My opinion is that his danger sense triggers only when there's a direct threat to his life. Not so much the decision to pull the trigger, but the actual act of setting a bullet in motion. With his advanced reflexes (that no-one knew about) it would be easy to assume that his danger sense extended even further.

 

I like the two facets idea - I think he has precognitive abilities that he can turn on and off, not just the danger sense. His divining of the future was his rationale for killing, and David mentions that it wouldn't be useful for gambling only because there's no real currency for Epics. So, I think that the love weakness might also cloud his voluntary precog abilities.

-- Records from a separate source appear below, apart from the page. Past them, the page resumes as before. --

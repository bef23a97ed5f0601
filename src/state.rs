use prism_client::{BackendClient, ClientError};
use prism_config::{BackendConfig, CorsConfig, DashboardConfig, RateLimitConfig, SessionConfig};

#[derive(Clone, Debug)]
pub struct AppState {
    pub backend: BackendClient,
    pub session_config: SessionConfig,
    pub dashboard_config: DashboardConfig,
    pub cors_config: CorsConfig,
    pub rate_limit_config: RateLimitConfig,
}

pub fn init_app_state() -> Result<AppState, ClientError> {
    Ok(AppState {
        backend: BackendClient::new(&BackendConfig::from_env())?,
        session_config: SessionConfig::from_env(),
        dashboard_config: DashboardConfig::from_env(),
        cors_config: CorsConfig::from_env(),
        rate_limit_config: RateLimitConfig::from_env(),
    })
}
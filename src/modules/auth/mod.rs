pub mod controller;
pub mod model;
pub mod router;

pub use model::*;
pub use router::init_auth_router;
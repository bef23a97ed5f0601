use axum::{
    Json,
    extract::{Query, State},
    response::{IntoResponse, Redirect, Response},
};
use axum_extra::extract::cookie::CookieJar;
use chrono::Utc;
use prism_auth::{SessionState, is_token_valid};
use prism_client::Tokens;
use prism_core::{AppError, ErrorResponse};
use prism_models::GoogleVerifyRequest;
use tracing::{info, instrument, warn};

use crate::metrics::{track_login, track_logout, track_token_refresh};
use crate::modules::auth::model::{HealthResponse, LoginInfo, RefreshParams, SessionInfo};
use crate::modules::backend_failure;
use crate::state::AppState;
use crate::utils::cookies::{clear_tokens, cookie_value, store_tokens};
use crate::utils::redirect::safe_next;
use crate::validator::ValidatedJson;

#[utoipa::path(
    get,
    path = "/health",
    responses((status = 200, description = "Dashboard is up", body = HealthResponse)),
    tag = "Session"
)]
pub async fn health() -> Json<HealthResponse> {
    Json(HealthResponse {
        status: "ok",
        version: env!("CARGO_PKG_VERSION"),
    })
}

/// Login page data, or a redirect home when already signed in.
#[utoipa::path(
    get,
    path = "/login",
    responses(
        (status = 200, description = "Not signed in", body = LoginInfo),
        (status = 303, description = "Already signed in, redirect to /")
    ),
    tag = "Session"
)]
#[instrument(skip_all)]
pub async fn login_page(State(state): State<AppState>, jar: CookieJar) -> Response {
    let config = &state.session_config;
    let access = cookie_value(&jar, &config.access_cookie);
    let refresh = cookie_value(&jar, &config.refresh_cookie);
    let session = SessionState::classify_now(access.as_deref(), refresh.as_deref(), config);

    if session == SessionState::AccessValid {
        return Redirect::to("/").into_response();
    }

    Json(LoginInfo {
        google_client_id: state.dashboard_config.google_client_id.clone(),
        session,
    })
    .into_response()
}

/// Exchanges a Google ID token for a backend session.
#[utoipa::path(
    post,
    path = "/login",
    request_body = GoogleVerifyRequest,
    responses(
        (status = 200, description = "Signed in; session cookies set", body = SessionInfo),
        (status = 400, description = "Google token rejected", body = ErrorResponse),
        (status = 422, description = "Validation error", body = ErrorResponse),
        (status = 429, description = "Too many attempts")
    ),
    tag = "Session"
)]
#[instrument(skip_all)]
pub async fn login(
    State(state): State<AppState>,
    jar: CookieJar,
    ValidatedJson(dto): ValidatedJson<GoogleVerifyRequest>,
) -> Result<(CookieJar, Json<SessionInfo>), AppError> {
    let login = match state.backend.google_verify(&dto.id_token).await {
        Ok(login) => login,
        Err(e) => {
            track_login(false);
            warn!(error = %e, "Google sign-in rejected");
            return Err(backend_failure(e));
        }
    };
    track_login(true);
    info!(user_id = %login.user.pk, "User signed in");

    let tokens = Tokens {
        access: Some(login.access),
        refresh: Some(login.refresh),
    };
    let jar = store_tokens(jar, &tokens, &state.session_config);

    Ok((
        jar,
        Json(SessionInfo {
            user: login.user,
            access_expiration: login.access_expiration,
            refresh_expiration: login.refresh_expiration,
            redirect: "/".to_string(),
        }),
    ))
}

/// Trades the refresh cookie for a new access cookie, then returns to `next`.
#[utoipa::path(
    get,
    path = "/refresh",
    params(RefreshParams),
    responses(
        (status = 303, description = "Refreshed, redirect to next; or redirect to /login or /logout")
    ),
    tag = "Session"
)]
#[instrument(skip_all)]
pub async fn refresh(
    State(state): State<AppState>,
    jar: CookieJar,
    Query(params): Query<RefreshParams>,
) -> Response {
    let config = &state.session_config;
    let Some(refresh) = cookie_value(&jar, &config.refresh_cookie) else {
        return Redirect::to("/login").into_response();
    };

    if !is_token_valid(&refresh, Utc::now().timestamp(), config.expiry_leeway_secs) {
        track_token_refresh(false);
        return Redirect::to("/logout").into_response();
    }

    match state.backend.refresh_token(&refresh).await {
        Ok(tokens) => {
            track_token_refresh(true);
            let tokens = Tokens {
                access: Some(tokens.access),
                refresh: tokens.refresh,
            };
            let jar = store_tokens(jar, &tokens, config);
            let next = safe_next(params.next.as_deref());
            (jar, Redirect::to(&next)).into_response()
        }
        Err(e) => {
            track_token_refresh(false);
            warn!(error = %e, "Token refresh failed");
            Redirect::to("/logout").into_response()
        }
    }
}

/// Ends the session: best-effort backend logout, then clear cookies.
#[utoipa::path(
    post,
    path = "/logout",
    responses((status = 303, description = "Cookies cleared, redirect to /login")),
    tag = "Session"
)]
#[instrument(skip_all)]
pub async fn logout(State(state): State<AppState>, jar: CookieJar) -> (CookieJar, Redirect) {
    let config = &state.session_config;

    if let Some(refresh) = cookie_value(&jar, &config.refresh_cookie) {
        if let Err(e) = state.backend.logout(&refresh).await {
            warn!(error = %e, "Backend logout failed, clearing cookies anyway");
        }
    }

    track_logout();
    (clear_tokens(jar, config), Redirect::to("/login"))
}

If I were him, I'd run a quick scan of my future every hour or so, and if a hazy patch came up, he'd assume that he was about to get lucky.

 

Hence, a pretty lady lures him into a trap that he otherwise could have foreseen (clouding the voluntary side), then a checkmate overwhelms his instinctual danger sense.

 

Without access to his weakness, he would have foreseen that night being a veeeery bad night, then name_here's reactive ploy would have to come into play. Infinitely more difficult - it would be similar to the atium gambit. Wait for him to change tactics and react to it quickly, and repeat until he falls into an electrified pool. With his enhanced reflexes, this would be almost impossible. He would be anticipating and changing tact far quicker than a human could interpret the tells of his movements.